Ira’s wife tried out this garment, and gave her seal of approval. So, with only $2,550 the two doctors started a business producing and selling “Dr. Warner’s Coraline Health Corsets.” They were an immediate success.

In 1876 the brothers moved their operation to the corner of Atlantic and Lafayette Streets in Bridgeport, where they could be part of one of the nation’s most productive centers of industry. Over one thousand employees crafted 6,000 corsets on a daily basis, quickly becoming the largest and most popular corset manufacturer in America. They quadrupled the size of the factory as they grew, and as a side project manufactured “base balls” for the new American game just gaining popularity.

The Warners’ employees included large numbers of immigrant women, and the company provided for them by opening the Seaside Institute on the opposite corner of Lafayette and Atlantic Streets. Opened in 1887 in a ceremony featuring the nation’s first lady, Frances Cleveland, the Institute provided housing, a restaurant, a library, and classrooms where these women could learn the  English language and civics in order to become Americans.
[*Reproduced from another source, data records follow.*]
//! Form 34A write path
//!
//! Duplicate serial numbers are accepted and flagged, never rejected: the new
//! submission and a discrepancy referencing the earlier submission are
//! committed together in one transaction.
//!
//! The serial lookup and the insert are not serialized against other uploads.
//! Two uploads racing on the same serial can both see no earlier submission,
//! in which case neither records a discrepancy. The duplicate report still
//! shows the pair.

use base64::{engine::general_purpose::STANDARD, Engine as _};
use fieldwatch_common::db::{normalize_optional, NewSubmission, SubmissionRecord};
use fieldwatch_common::store::{AgentDirectory, SubmissionProvider};
use fieldwatch_common::{Error, Result};
use serde::Serialize;
use sha2::{Digest, Sha256};
use tracing::{info, warn};

use crate::extraction::FormExtractor;

/// An upload from an agent, image still base64-encoded
#[derive(Debug, Clone)]
pub struct FormUpload {
    pub agent_code: String,
    pub image_base64: String,
    pub polling_station_code: Option<String>,
    pub polling_station_name: Option<String>,
}

/// Collision with an earlier submission's serial number
#[derive(Debug, Clone, PartialEq, Eq, Serialize)]
pub struct DuplicateSerial {
    pub serial_number: String,
    pub existing_submission_id: String,
    pub discrepancy_id: String,
}

/// Outcome of a successful upload
#[derive(Debug, Clone, Serialize)]
pub struct FormSubmission {
    pub submission: SubmissionRecord,
    pub duplicate: Option<DuplicateSerial>,
}

/// Validate, extract, store, and flag a duplicate serial if there is one.
///
/// Checks run in order: request fields, agent lookup, one form per agent,
/// image decoding, extraction. Nothing is persisted unless extraction
/// succeeds.
pub async fn submit_form<S, E>(
    store: &S,
    extractor: &E,
    upload: FormUpload,
) -> Result<FormSubmission>
where
    S: AgentDirectory + SubmissionProvider + ?Sized,
    E: FormExtractor + ?Sized,
{
    let agent_code = upload.agent_code.trim();
    if agent_code.is_empty() {
        return Err(Error::InvalidInput("agent_code is required".to_string()));
    }
    let image_base64 = upload.image_base64.trim();
    if image_base64.is_empty() {
        return Err(Error::InvalidInput("Form image is required".to_string()));
    }

    let agent = store
        .find_by_code(agent_code)
        .await?
        .ok_or_else(|| Error::NotFound(format!("Agent not found: {}", agent_code)))?;

    if store.find_by_agent_code(agent_code).await?.is_some() {
        warn!(agent_code = %agent_code, "Rejected second Form 34A submission");
        return Err(Error::Conflict(format!(
            "Agent {} has already submitted a Form 34A",
            agent_code
        )));
    }

    let image = STANDARD
        .decode(image_base64)
        .map_err(|e| Error::InvalidInput(format!("image_base64 is not valid base64: {}", e)))?;

    let extracted = match extractor.extract(&image).await {
        Ok(form) => form,
        Err(Error::ExtractionFailed(msg)) => {
            warn!(agent_code = %agent_code, error = %msg, "Form extraction failed");
            return Err(Error::ExtractionFailed(msg));
        }
        Err(other) => {
            warn!(agent_code = %agent_code, error = %other, "Form extraction failed");
            return Err(Error::ExtractionFailed(other.to_string()));
        }
    };

    let serial_number = extracted.serial_number.trim().to_string();
    if serial_number.is_empty() {
        return Err(Error::ExtractionFailed(
            "No serial number found on the form".to_string(),
        ));
    }

    let prior = store.find_by_serial_number(&serial_number).await?;

    // Fall back to the agent's assigned station when the upload names none
    let (station_code, station_name) = match normalize_optional(upload.polling_station_code) {
        Some(code) => (Some(code), upload.polling_station_name),
        None => (
            agent.polling_station_code.clone(),
            agent.polling_station_name.clone(),
        ),
    };

    let new = NewSubmission {
        agent_code: agent.agent_code.clone(),
        serial_number: serial_number.clone(),
        location: agent.location(),
        polling_station_code: station_code,
        polling_station_name: station_name,
        image_digest: Some(format!("{:x}", Sha256::digest(&image))),
        candidates: extracted.candidates,
    };

    let Some(prior) = prior else {
        let record = store.create_submission(new).await?;
        info!(
            agent_code = %agent.agent_code,
            submission_id = %record.submission.id,
            serial_number = %serial_number,
            "Form 34A submission stored"
        );
        return Ok(FormSubmission {
            submission: record,
            duplicate: None,
        });
    };

    let (record, discrepancy) = store
        .create_flagged_submission(new, &[prior.id.clone()])
        .await?;
    warn!(
        agent_code = %agent.agent_code,
        serial_number = %serial_number,
        existing_submission_id = %prior.id,
        submission_id = %record.submission.id,
        "Form 34A stored with duplicate serial number, discrepancy recorded"
    );

    Ok(FormSubmission {
        submission: record,
        duplicate: Some(DuplicateSerial {
            serial_number,
            existing_submission_id: prior.id,
            discrepancy_id: discrepancy.id,
        }),
    })
}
By 1894, the Warners were millionaires and friends with some of the most powerful people in America, including John D. Rockfeller and Theodore Roosevelt. When they retired, they left the company in the hands of their sons, who took it to even greater heights of success.

The popularity of corsets declined in the early 20th century, and in 1914 they bought the patent for the brassiere from inventor Mary Phelps Jacob, becoming the first to manufacture it on a large scale.

Later in the 20th century, the company turned its attention to modern underwear, swimwear, and other apparel. Renamed Warnaco, it moved its headquarters away from Bridgeport, closing down the last factory outlet store in the city by 1996.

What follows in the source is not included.